▶ Record set
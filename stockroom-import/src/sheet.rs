//! Worksheet reading
//!
//! The first row holds headers. Columns are located by name, so their order
//! in the sheet does not matter and extra columns are ignored.

use calamine::{open_workbook_auto, Data, Range, Reader};
use std::path::Path;
use stockroom_common::text::fold_for_search;
use tracing::debug;

use crate::error::{ImportError, Result};

pub const CODE_HEADER: &str = "CODIGO";
pub const DESCRIPTION_HEADER: &str = "DESCRICAO";
pub const CATEGORY_HEADER: &str = "CATEGORIA";

/// One data row, stringified but not yet normalized
#[derive(Debug, Clone, PartialEq, Eq)]
pub struct ImportRow {
    /// 1-based row number in the sheet
    pub row_number: usize,
    pub code: String,
    pub description: String,
    pub category: String,
}

/// Column positions located from the header row
#[derive(Debug, Clone, Copy, PartialEq, Eq)]
pub struct ColumnMap {
    pub code: usize,
    pub description: usize,
    /// Missing category column means every row gets an empty category
    pub category: Option<usize>,
}

impl ColumnMap {
    /// Locate columns by header text (trimmed, case- and accent-insensitive)
    pub fn from_headers(headers: &[Data]) -> Result<Self> {
        let find = |wanted: &str| {
            let wanted = fold_for_search(wanted);
            headers
                .iter()
                .position(|cell| fold_for_search(cell_text(cell).trim()) == wanted)
        };

        Ok(Self {
            code: find(CODE_HEADER).ok_or(ImportError::MissingColumn(CODE_HEADER))?,
            description: find(DESCRIPTION_HEADER)
                .ok_or(ImportError::MissingColumn(DESCRIPTION_HEADER))?,
            category: find(CATEGORY_HEADER),
        })
    }
}

/// Open a workbook (XLSX, XLS, XLSB or ODS) and return its first sheet
pub fn read_first_sheet(path: &Path) -> Result<Range<Data>> {
    if !path.exists() {
        return Err(ImportError::FileNotFound(path.to_path_buf()));
    }

    let mut workbook = open_workbook_auto(path)?;
    let first = workbook
        .sheet_names()
        .first()
        .cloned()
        .ok_or(ImportError::NoSheets)?;

    debug!(sheet = %first, "Reading first sheet");
    Ok(workbook.worksheet_range(&first)?)
}

/// Convert a sheet into rows using its header row
pub fn rows_from_range(range: &Range<Data>) -> Result<Vec<ImportRow>> {
    let first_row = range.start().map(|(row, _)| row as usize).unwrap_or(0);
    let mut rows = range.rows();

    let headers = rows
        .next()
        .ok_or(ImportError::MissingColumn(CODE_HEADER))?;
    let columns = ColumnMap::from_headers(headers)?;

    let cell = |row: &[Data], index: usize| row.get(index).map(cell_text).unwrap_or_default();

    Ok(rows
        .enumerate()
        .filter(|(_, row)| !is_blank(row))
        .map(|(i, row)| ImportRow {
            // Header occupies the first row
            row_number: first_row + i + 2,
            code: cell(row, columns.code),
            description: cell(row, columns.description),
            category: columns
                .category
                .map(|index| cell(row, index))
                .unwrap_or_default(),
        })
        .collect())
}

/// Row with no visible content anywhere
fn is_blank(row: &[Data]) -> bool {
    row.iter().all(|cell| cell_text(cell).trim().is_empty())
}

/// Cell value as text
///
/// Whole numbers lose their fractional part, so a code typed as `1020`
/// stored as a float still reads `1020`.
pub fn cell_text(cell: &Data) -> String {
    match cell {
        Data::Empty => String::new(),
        Data::String(s) => s.clone(),
        Data::Int(i) => i.to_string(),
        Data::Float(f) if f.fract() == 0.0 && f.abs() < 1e15 => format!("{}", *f as i64),
        Data::Float(f) => f.to_string(),
        Data::Bool(b) => b.to_string(),
        other => other.to_string(),
    }
}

▶ Task
From the listing above, return each line with the word "const".

▶ Problem solution
pub const CODE_HEADER: &str = "CODIGO";
pub const DESCRIPTION_HEADER: &str = "DESCRICAO";
pub const CATEGORY_HEADER: &str = "CATEGORIA";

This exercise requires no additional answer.